**Instructions to follow**
Return the lines of the data below in which the string "binary" occurs.

**Excerpted records**
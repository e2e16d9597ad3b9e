//! CloudNodes CLI - cloud account node inventory
//!
//! A command-line interface for listing the nodes of a cloud account,
//! checking a configuration, and watching the inventory refresh.
//!
//! # Usage
//!
//! ```bash
//! # Write a starter configuration
//! cloudnodes config init
//!
//! # List nodes as YAML
//! cloudnodes nodes --format yaml
//!
//! # Validate configuration and run one refresh
//! cloudnodes check
//!
//! # Keep the inventory fresh and report metrics until Ctrl-C
//! cloudnodes watch --poll 30
//! ```

use std::path::PathBuf;

use anyhow::Result;
use clap::{Args, Parser, Subcommand};
use cloudnodes_config::{ConfigOverrides, LogFormat, LoggingConfig};
use tracing_subscriber::EnvFilter;

mod commands;

/// CloudNodes - cloud resources as a flat node inventory
#[derive(Parser, Debug)]
#[command(name = "cloudnodes")]
#[command(author, version, about, long_about = None)]
#[command(propagate_version = true)]
struct Cli {
    #[command(subcommand)]
    command: Commands,

    #[command(flatten)]
    global: GlobalOptions,
}

/// Global options available to all commands
#[derive(Args, Debug, Clone)]
struct GlobalOptions {
    /// Path to configuration file
    #[arg(long, short = 'c', global = true, env = "CLOUDNODES_CONFIG")]
    config: Option<PathBuf>,

    /// Enable verbose output
    #[arg(long, short = 'v', global = true)]
    verbose: bool,

    /// Suppress non-essential output
    #[arg(long, short = 'q', global = true)]
    quiet: bool,

    /// Credential identity
    #[arg(long, global = true, env = "CLOUDNODES_IDENTITY")]
    identity: Option<String>,

    /// Credential secret
    #[arg(long, global = true, env = "CLOUDNODES_SECRET", hide_env_values = true)]
    secret: Option<String>,

    /// API endpoint URL
    #[arg(long, global = true, env = "CLOUDNODES_ENDPOINT")]
    endpoint: Option<String>,

    /// Seconds before the node set is stale (<= 0: always stale)
    #[arg(long, global = true, env = "CLOUDNODES_INTERVAL", allow_hyphen_values = true)]
    interval: Option<i64>,

    /// Fetch every resource kind instead of the minimal set
    #[arg(long, global = true)]
    full_fetch: bool,
}

impl GlobalOptions {
    /// Convert global options to config overrides
    pub fn to_config_overrides(&self) -> ConfigOverrides {
        ConfigOverrides {
            identity: self.identity.clone(),
            secret: self.secret.clone(),
            endpoint: self.endpoint.clone(),
            interval_secs: self.interval,
            full_fetch: self.full_fetch.then_some(true),
            log_level: None,
        }
    }

    /// Log filter directive from the verbosity flags and configuration.
    fn log_level(&self, logging: &LoggingConfig) -> String {
        if self.quiet {
            "error".to_string()
        } else if self.verbose {
            "debug".to_string()
        } else {
            logging.level.clone()
        }
    }
}

#[derive(Subcommand, Debug)]
enum Commands {
    /// Refresh once and print the node inventory
    Nodes(commands::nodes::NodesArgs),

    /// Validate configuration and test a refresh
    Check(commands::check::CheckArgs),

    /// Keep the inventory fresh and report metrics until interrupted
    Watch(commands::watch::WatchArgs),

    /// View and manage configuration
    #[command(subcommand)]
    Config(commands::config::ConfigCommand),
}

fn init_logging(global: &GlobalOptions) -> Result<()> {
    // An unreadable config must not stop `config init` from running
    let logging = commands::load_config(global)
        .map(|config| config.logging)
        .unwrap_or_default();

    let level = global.log_level(&logging);
    let filter = EnvFilter::try_from_default_env()
        .or_else(|_| EnvFilter::try_new(&level))
        .unwrap_or_else(|_| EnvFilter::new("info"));

    let builder = tracing_subscriber::fmt()
        .with_env_filter(filter)
        .with_writer(std::io::stderr);

    match logging.format {
        LogFormat::Json => builder.json().try_init(),
        LogFormat::Text => builder.with_ansi(true).try_init(),
    }
    .map_err(|e| anyhow::anyhow!(e))
}

#[tokio::main]
async fn main() -> Result<()> {
    let cli = Cli::parse();

    init_logging(&cli.global)?;

    match cli.command {
        Commands::Nodes(args) => commands::nodes::execute(args, cli.global).await,
        Commands::Check(args) => commands::check::execute(args, cli.global).await,
        Commands::Watch(args) => commands::watch::execute(args, cli.global).await,
        Commands::Config(cmd) => commands::config::execute(cmd, cli.global).await,
    }
}
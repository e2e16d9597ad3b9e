//! CloudNodes Core - cloud resource graph to flat node inventory
//!
//! This crate provides the core functionality for building a node inventory:
//! - Resource model and the `ResourceFetcher` seam to the management API
//! - Resource cache with minimal and full cache loaders
//! - Population pipeline merging servers, instances, links, inputs and tags
//! - Refresh orchestration with stale-while-revalidate and single-flight
//!   background refresh
//! - Injected refresh metrics

pub mod cache;
pub mod error;
pub mod fetcher;
pub mod filter;
pub mod loader;
pub mod metrics;
pub mod node;
pub mod populate;
pub mod refresh;
pub mod resource;

// Re-exports for convenience
pub use cache::{CacheMetrics, ResourceCache};
pub use error::RefreshError;
pub use fetcher::{FetchError, MemoryFetcher, ResourceFetcher};
pub use filter::NamePattern;
pub use loader::{loader_for, CacheLoader, FullLoader, MinimalLoader};
pub use metrics::{spawn_reporter, MetricsSnapshot, Phase, RefreshMetrics, TimerSnapshot};
pub use node::{Node, NodeSet};
pub use populate::{LinkHandler, LinkRelation, Pipeline, PipelineSettings, Populate};
pub use refresh::{needs_refresh, RefreshOrchestrator, RefreshSettings};
pub use resource::{FetchScope, Resource, ResourceCollection, ResourceKind};
//! Fixture fetcher serving resources from a JSON file.
//!
//! The file is an array of entries, one per collection:
//!
//! ```json
//! [
//!   {"kind": "server", "scope": "account", "resources": [
//!     {"href": "/api/servers/1", "attributes": {"state": "operational"},
//!      "links": {"cloud": "/api/clouds/1", "current_instance": "/api/clouds/1/instances/A"}}
//!   ]},
//!   {"kind": "instance", "scope": {"cloud": "1"}, "resources": []}
//! ]
//! ```
//!
//! Resource ids default to the last segment of their href.

use std::path::{Path, PathBuf};

use async_trait::async_trait;
use serde::Deserialize;
use tracing::debug;

use cloudnodes_core::{
    FetchError, FetchScope, MemoryFetcher, Resource, ResourceCollection, ResourceFetcher,
    ResourceKind,
};

use crate::error::SourceError;

#[derive(Debug, Deserialize)]
struct FixtureEntry {
    kind: ResourceKind,
    scope: FetchScope,
    #[serde(default)]
    resources: Vec<Resource>,
}

/// Offline fetcher backed by a fixture file.
#[derive(Debug)]
pub struct FixtureFetcher {
    path: PathBuf,
    inner: MemoryFetcher,
}

impl FixtureFetcher {
    /// Load a fixture file.
    pub fn load(path: impl AsRef<Path>) -> Result<Self, SourceError> {
        let path = path.as_ref();
        let content =
            std::fs::read_to_string(path).map_err(|e| SourceError::fixture_read(path, e))?;
        Self::parse(path, &content)
    }

    /// Parse fixture content; `path` is only used in errors.
    pub fn parse(path: impl Into<PathBuf>, content: &str) -> Result<Self, SourceError> {
        let path = path.into();
        let entries: Vec<FixtureEntry> =
            serde_json::from_str(content).map_err(|e| SourceError::fixture_parse(&path, e))?;

        let mut inner = MemoryFetcher::new();
        for entry in entries {
            debug!(
                kind = %entry.kind,
                scope = %entry.scope,
                count = entry.resources.len(),
                "Loaded fixture collection"
            );
            inner.insert(
                entry.kind,
                entry.scope,
                entry.resources.into_iter().map(Resource::with_derived_id),
            );
        }

        Ok(Self { path, inner })
    }

    /// The fixture file path.
    pub fn path(&self) -> &Path {
        &self.path
    }
}

#[async_trait]
impl ResourceFetcher for FixtureFetcher {
    async fn fetch(
        &self,
        kind: ResourceKind,
        scope: &FetchScope,
    ) -> Result<ResourceCollection, FetchError> {
        self.inner.fetch(kind, scope).await
    }
}
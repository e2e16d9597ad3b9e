//! CLI parsing tests for the cloudnodes command
//!
//! Tests that verify CLI argument parsing and the offline command paths.

use std::path::{Path, PathBuf};

use assert_cmd::Command;
use predicates::prelude::*;
use tempfile::TempDir;

const CONFIG: &str = r#"
[account]
identity = "ops@example.com"
secret = "hunter2"
id = "4242"
endpoint = "https://cloud.example.com/"

[refresh]
interval_secs = 300

[filters]
input_pattern = "environment"

[node]
username = "deploy"
"#;

const FIXTURE: &str = r#"[
    {"kind": "server_array", "scope": "account", "resources": [
        {"href": "/api/server_arrays/5"}
    ]},
    {"kind": "instance", "scope": {"parent": "/api/server_arrays/5"}, "resources": [
        {"href": "/api/clouds/1/instances/W",
         "attributes": {"name": "worker", "resource_uid": "i-www", "state": "operational"}}
    ]}
]"#;

/// Get a Command for the cloudnodes binary, isolated from the user's home and env
#[allow(deprecated)]
fn cloudnodes(home: &Path) -> Command {
    let mut cmd = Command::cargo_bin("cloudnodes").expect("Failed to find cloudnodes binary");
    cmd.env("HOME", home)
        .env_remove("RUST_LOG")
        .env_remove("CLOUDNODES_CONFIG")
        .env_remove("CLOUDNODES_IDENTITY")
        .env_remove("CLOUDNODES_SECRET")
        .env_remove("CLOUDNODES_ENDPOINT")
        .env_remove("CLOUDNODES_INTERVAL");
    cmd
}

fn write(dir: &TempDir, name: &str, content: &str) -> PathBuf {
    let path = dir.path().join(name);
    std::fs::write(&path, content).unwrap();
    path
}

// ============================================================================
// Help and Version Tests
// ============================================================================

#[test]
fn test_help_shows_all_commands() {
    let home = TempDir::new().unwrap();
    cloudnodes(home.path())
        .arg("--help")
        .assert()
        .success()
        .stdout(predicate::str::contains("nodes"))
        .stdout(predicate::str::contains("check"))
        .stdout(predicate::str::contains("watch"))
        .stdout(predicate::str::contains("config"));
}

#[test]
fn test_version_flag() {
    let home = TempDir::new().unwrap();
    cloudnodes(home.path())
        .arg("--version")
        .assert()
        .success()
        .stdout(predicate::str::contains("cloudnodes"));
}

#[test]
fn test_global_options_in_help() {
    let home = TempDir::new().unwrap();
    cloudnodes(home.path())
        .arg("--help")
        .assert()
        .success()
        .stdout(predicate::str::contains("--config"))
        .stdout(predicate::str::contains("--verbose"))
        .stdout(predicate::str::contains("--quiet"))
        .stdout(predicate::str::contains("--endpoint"))
        .stdout(predicate::str::contains("--full-fetch"));
}

#[test]
fn test_secret_env_value_hidden_in_help() {
    let home = TempDir::new().unwrap();
    cloudnodes(home.path())
        .env("CLOUDNODES_SECRET", "hunter2")
        .arg("--help")
        .assert()
        .success()
        .stdout(predicate::str::contains("hunter2").not());
}

// ============================================================================
// Nodes Command Tests
// ============================================================================

#[test]
fn test_nodes_help() {
    let home = TempDir::new().unwrap();
    cloudnodes(home.path())
        .args(["nodes", "--help"])
        .assert()
        .success()
        .stdout(predicate::str::contains("--format"))
        .stdout(predicate::str::contains("--fixture"));
}

#[test]
fn test_nodes_rejects_unknown_format() {
    let home = TempDir::new().unwrap();
    cloudnodes(home.path())
        .args(["nodes", "--format", "xml"])
        .assert()
        .failure()
        .stderr(predicate::str::contains("invalid value"));
}

#[test]
fn test_nodes_from_fixture_as_json() {
    let dir = TempDir::new().unwrap();
    let config = write(&dir, "config.toml", CONFIG);
    let fixture = write(&dir, "fixture.json", FIXTURE);

    cloudnodes(dir.path())
        .arg("--config")
        .arg(&config)
        .args(["nodes", "--format", "json", "--fixture"])
        .arg(&fixture)
        .assert()
        .success()
        .stdout(predicate::str::contains("worker i-www"))
        .stdout(predicate::str::contains("\"username\": \"deploy\""))
        .stdout(predicate::str::contains(
            "https://cloud.example.com/acct/4242/server_arrays/5/instances",
        ));
}

#[test]
fn test_nodes_from_fixture_as_yaml() {
    let dir = TempDir::new().unwrap();
    let config = write(&dir, "config.toml", CONFIG);
    let fixture = write(&dir, "fixture.json", FIXTURE);

    cloudnodes(dir.path())
        .arg("--config")
        .arg(&config)
        .args(["nodes", "-f", "yaml", "--fixture"])
        .arg(&fixture)
        .assert()
        .success()
        .stdout(predicate::str::contains("username: deploy"));
}

#[test]
fn test_nodes_with_missing_fixture_fails() {
    let dir = TempDir::new().unwrap();
    let config = write(&dir, "config.toml", CONFIG);

    cloudnodes(dir.path())
        .arg("--config")
        .arg(&config)
        .args(["nodes", "--fixture", "/nonexistent/fixture.json"])
        .assert()
        .failure()
        .stderr(predicate::str::contains("fixture"));
}

// ============================================================================
// Check Command Tests
// ============================================================================

#[test]
fn test_check_reports_missing_key() {
    let home = TempDir::new().unwrap();
    cloudnodes(home.path())
        .args(["check", "--offline"])
        .assert()
        .failure()
        .stderr(predicate::str::contains("account.identity"));
}

#[test]
fn test_check_offline_valid_config() {
    let dir = TempDir::new().unwrap();
    let config = write(&dir, "config.toml", CONFIG);

    cloudnodes(dir.path())
        .arg("--config")
        .arg(&config)
        .args(["check", "--offline"])
        .assert()
        .success()
        .stdout(predicate::str::contains("Configuration OK"))
        .stdout(predicate::str::contains("https://cloud.example.com"))
        .stdout(predicate::str::contains("minimal"));
}

#[test]
fn test_check_cli_overrides_apply() {
    let dir = TempDir::new().unwrap();
    let config = write(&dir, "config.toml", CONFIG);

    cloudnodes(dir.path())
        .arg("--config")
        .arg(&config)
        .args(["--full-fetch", "--interval=-1", "check", "--offline", "--json"])
        .assert()
        .success()
        .stdout(predicate::str::contains("\"strategy\": \"full\""))
        .stdout(predicate::str::contains("\"interval_secs\": -1"));
}

#[test]
fn test_check_with_fixture_refreshes() {
    let dir = TempDir::new().unwrap();
    let config = write(&dir, "config.toml", CONFIG);
    let fixture = write(&dir, "fixture.json", FIXTURE);

    cloudnodes(dir.path())
        .arg("--config")
        .arg(&config)
        .args(["check", "--fixture"])
        .arg(&fixture)
        .assert()
        .success()
        .stdout(predicate::str::contains("Refresh OK: 1 nodes"));
}

// ============================================================================
// Watch Command Tests
// ============================================================================

#[test]
fn test_watch_rejects_zero_poll() {
    let home = TempDir::new().unwrap();
    cloudnodes(home.path())
        .args(["watch", "--poll", "0"])
        .assert()
        .failure();
}

// ============================================================================
// Config Command Tests
// ============================================================================

#[test]
fn test_config_init_writes_starter_file() {
    let dir = TempDir::new().unwrap();
    let target = dir.path().join("nested").join("config.toml");

    cloudnodes(dir.path())
        .args(["config", "init"])
        .arg(&target)
        .assert()
        .success()
        .stdout(predicate::str::contains("Wrote starter config"));

    let content = std::fs::read_to_string(&target).unwrap();
    assert!(content.contains("[account]"));

    cloudnodes(dir.path())
        .args(["config", "init"])
        .arg(&target)
        .assert()
        .success()
        .stdout(predicate::str::contains("already exists"));
}

#[test]
fn test_config_show_redacts_secret() {
    let dir = TempDir::new().unwrap();
    let config = write(&dir, "config.toml", CONFIG);

    cloudnodes(dir.path())
        .arg("--config")
        .arg(&config)
        .args(["config", "show"])
        .assert()
        .success()
        .stdout(predicate::str::contains("ops@example.com"))
        .stdout(predicate::str::contains("hunter2").not());
}

#[test]
fn test_config_path_json() {
    let home = TempDir::new().unwrap();
    cloudnodes(home.path())
        .args(["config", "path", "--json"])
        .assert()
        .success()
        .stdout(predicate::str::contains(".cloudnodes"))
        .stdout(predicate::str::contains("\"global_exists\": false"));
}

**Answer for this exercise**
/// Get a Command for the cloudnodes binary, isolated from the user's home and env
    let mut cmd = Command::cargo_bin("cloudnodes").expect("Failed to find cloudnodes binary");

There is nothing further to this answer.